> _Collected data_
■ ■ ■ ■
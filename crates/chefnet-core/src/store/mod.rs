//! On-device key-value storage.
//!
//! Everything the data layer persists lives under a handful of string keys as
//! JSON documents. [`KeyValueStore`] is the storage seam; [`LibSqlStore`] is
//! the persistent implementation and [`MemoryStore`] backs tests.

mod memory;
mod migrations;
mod sqlite;

use serde::de::DeserializeOwned;
use serde::Serialize;

use crate::error::Result;

pub use memory::MemoryStore;
pub use sqlite::LibSqlStore;

/// Keys used by the data layer.
pub mod keys {
    /// Local fallback copy of the pending recipe list
    pub const PENDING_RECIPES: &str = "pending_recipes_list";
    /// Tombstone set of recipe ids removed from the pending list
    pub const REMOVED_RECIPES: &str = "permanently_removed_recipes";
    /// Signed-in user profile
    pub const USER_DATA: &str = "user_data";
    /// Offline attendance queue
    pub const PENDING_ATTENDANCE: &str = "pending_attendance";
    /// Prefix of cache envelopes
    pub const CACHE_PREFIX: &str = "cache_";

    /// Storage key of a cached resource.
    pub fn cache(resource: &str) -> String {
        format!("{CACHE_PREFIX}{resource}")
    }
}

/// Async string-keyed persistent store
#[allow(async_fn_in_trait)]
pub trait KeyValueStore {
    /// Read a value; `Ok(None)` when the key is absent
    async fn get(&self, key: &str) -> Result<Option<String>>;

    /// Insert or replace a value
    async fn set(&self, key: &str, value: &str) -> Result<()>;

    /// Delete a value; deleting a missing key is not an error
    async fn remove(&self, key: &str) -> Result<()>;
}

/// Read and decode a JSON document, failing open.
///
/// Missing keys, store failures and undecodable payloads all yield `None`;
/// the latter two are logged.
pub async fn read_json<S, T>(store: &S, key: &str) -> Option<T>
where
    S: KeyValueStore,
    T: DeserializeOwned,
{
    match try_read_json(store, key).await {
        Ok(value) => value,
        Err(error) => {
            tracing::warn!(key, %error, "Local store read failed; treating as empty");
            None
        }
    }
}

/// Read and decode a JSON document ahead of a read-modify-write.
///
/// Store failures are returned so the caller can skip its write. Missing
/// keys and undecodable payloads yield `Ok(None)`.
pub async fn try_read_json<S, T>(store: &S, key: &str) -> Result<Option<T>>
where
    S: KeyValueStore,
    T: DeserializeOwned,
{
    let Some(raw) = store.get(key).await? else {
        return Ok(None);
    };

    match serde_json::from_str(&raw) {
        Ok(value) => Ok(Some(value)),
        Err(error) => {
            tracing::warn!(key, %error, "Discarding undecodable local value");
            Ok(None)
        }
    }
}

/// Encode and write a JSON document.
pub async fn write_json<S, T>(store: &S, key: &str, value: &T) -> Result<()>
where
    S: KeyValueStore,
    T: Serialize + ?Sized,
{
    let raw = serde_json::to_string(value)?;
    store.set(key, &raw).await
}

/// Like [`write_json`], but logs instead of returning failures.
pub async fn write_json_logged<S, T>(store: &S, key: &str, value: &T)
where
    S: KeyValueStore,
    T: Serialize + ?Sized,
{
    if let Err(error) = write_json(store, key, value).await {
        tracing::warn!(key, %error, "Local store write failed");
    }
}

#[cfg(test)]
mod tests {
    use super::*;

    #[test]
    fn cache_key_is_prefixed() {
        assert_eq!(keys::cache("recipes"), "cache_recipes");
    }

    #[tokio::test]
    async fn read_json_fails_open_on_garbage() {
        let store = MemoryStore::new();
        store.set("broken", "{not json").await.unwrap();
        let value: Option<Vec<String>> = read_json(&store, "broken").await;
        assert!(value.is_none());
    }

    #[tokio::test]
    async fn read_json_fails_open_on_store_error() {
        let store = MemoryStore::new();
        write_json(&store, "ids", &vec!["1"]).await.unwrap();
        store.set_failing(true);
        let value: Option<Vec<String>> = read_json(&store, "ids").await;
        assert!(value.is_none());
    }

    #[tokio::test]
    async fn try_read_json_reports_store_errors() {
        let store = MemoryStore::new();
        write_json(&store, "ids", &vec!["1"]).await.unwrap();
        store.set("broken", "{not json").await.unwrap();
        store.fail_reads("ids", 1);

        let failed: Result<Option<Vec<String>>> = try_read_json(&store, "ids").await;
        assert!(failed.is_err());
        let garbage: Option<Vec<String>> = try_read_json(&store, "broken").await.unwrap();
        assert!(garbage.is_none());
        let missing: Option<Vec<String>> = try_read_json(&store, "missing").await.unwrap();
        assert!(missing.is_none());
        let value: Option<Vec<String>> = try_read_json(&store, "ids").await.unwrap();
        assert_eq!(value, Some(vec!["1".to_string()]));
    }

    #[tokio::test]
    async fn write_then_read_json() {
        let store = MemoryStore::new();
        write_json(&store, "ids", &vec!["1", "2"]).await.unwrap();
        let value: Option<Vec<String>> = read_json(&store, "ids").await;
        assert_eq!(value, Some(vec!["1".to_string(), "2".to_string()]));
    }
}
■ ■ ■ ■
> _What needs to be done_
Up to and including the line with "pending recipe list", restate the records above word for word from the very first line.

> _Exercise solution_
filename crates/chefnet-core/src/store/mod.rs
//! On-device key-value storage.
//!
//! Everything the data layer persists lives under a handful of string keys as
//! JSON documents. [`KeyValueStore`] is the storage seam; [`LibSqlStore`] is
//! the persistent implementation and [`MemoryStore`] backs tests.

mod memory;
mod migrations;
mod sqlite;

use serde::de::DeserializeOwned;
use serde::Serialize;

use crate::error::Result;

pub use memory::MemoryStore;
pub use sqlite::LibSqlStore;

/// Keys used by the data layer.
pub mod keys {
    /// Local fallback copy of the pending recipe list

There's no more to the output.